ASSIGNED TASK » The answer must consist of every line below that contains the word "PathBuf".

....................

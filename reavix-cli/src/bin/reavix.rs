//! CLI for reavix: project scaffolding and the bundled server.

use std::path::{Path, PathBuf};

use clap::{Parser, Subcommand};
use reavix_cli::{scaffold, serve};
use reavix_core::{logging, ServerConfig};

const DEFAULT_CONFIG: &str = "reavix.toml";

#[derive(Parser)]
#[command(name = "reavix")]
#[command(about = "Reavix CLI")]
struct Cli {
    #[command(subcommand)]
    command: Commands,
}

#[derive(Subcommand)]
enum Commands {
    /// Create a new Reavix application in ./<name>.
    Create {
        /// Project name (letters, digits, `-`, `_`)
        name: String,
        /// reavix-core checkout the project depends on (default: the one this CLI was built from)
        #[arg(long)]
        core_path: Option<PathBuf>,
    },
    /// Serve static files, GET /health and WS /ws/echo.
    Serve {
        /// TOML config file (default: ./reavix.toml when present)
        #[arg(long)]
        config: Option<PathBuf>,
        #[arg(long)]
        host: Option<String>,
        #[arg(long)]
        port: Option<u16>,
        /// Directory served under /static
        #[arg(long)]
        static_dir: Option<PathBuf>,
    },
}

fn run_create(
    name: &str,
    core_path: Option<PathBuf>,
) -> Result<(), Box<dyn std::error::Error + Send + Sync>> {
    let core_path = core_path.unwrap_or_else(scaffold::default_core_path);
    // Cargo resolves the path relative to the new project, not the current directory.
    let core_path = std::fs::canonicalize(&core_path)
        .map_err(|e| format!("reavix-core not found at {}: {}", core_path.display(), e))?;
    let files = scaffold::create_project(Path::new("."), name, &core_path)?;
    println!("Project {} created:", name);
    for file in files {
        println!("  {}/{}", name, file.display());
    }
    println!("Run `cd {} && cargo run` to start it.", name);
    Ok(())
}

fn run_serve(
    config_path: Option<PathBuf>,
    host: Option<String>,
    port: Option<u16>,
    static_dir: Option<PathBuf>,
) -> Result<(), Box<dyn std::error::Error + Send + Sync>> {
    let mut config = match config_path {
        Some(path) => ServerConfig::load(&path)?,
        None if Path::new(DEFAULT_CONFIG).exists() => ServerConfig::load(Path::new(DEFAULT_CONFIG))?,
        None => ServerConfig::default(),
    };
    // Env first; explicit flags below win.
    config.apply_overrides(
        std::env::var("HOST").ok(),
        std::env::var("PORT").ok(),
        std::iter::empty(),
    );
    if let Some(host) = host {
        config.host = host;
    }
    if let Some(port) = port {
        config.port = port;
    }
    if let Some(dir) = static_dir {
        config.static_dir = dir;
    }
    logging::init(&config.log);
    tracing::info!(
        addr = %config.bind_address(),
        static_dir = %config.static_dir.display(),
        "starting reavix server"
    );
    serve::build_app(config)?.run()
}

fn main() -> Result<(), Box<dyn std::error::Error + Send + Sync>> {
    let cli = Cli::parse();
    match cli.command {
        Commands::Create { name, core_path } => run_create(&name, core_path),
        Commands::Serve {
            config,
            host,
            port,
            static_dir,
        } => run_serve(config, host, port, static_dir),
    }
}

....................

ANSWER BELOW »
use std::path::{Path, PathBuf};
        core_path: Option<PathBuf>,
        config: Option<PathBuf>,
        static_dir: Option<PathBuf>,
    core_path: Option<PathBuf>,
    config_path: Option<PathBuf>,
    static_dir: Option<PathBuf>,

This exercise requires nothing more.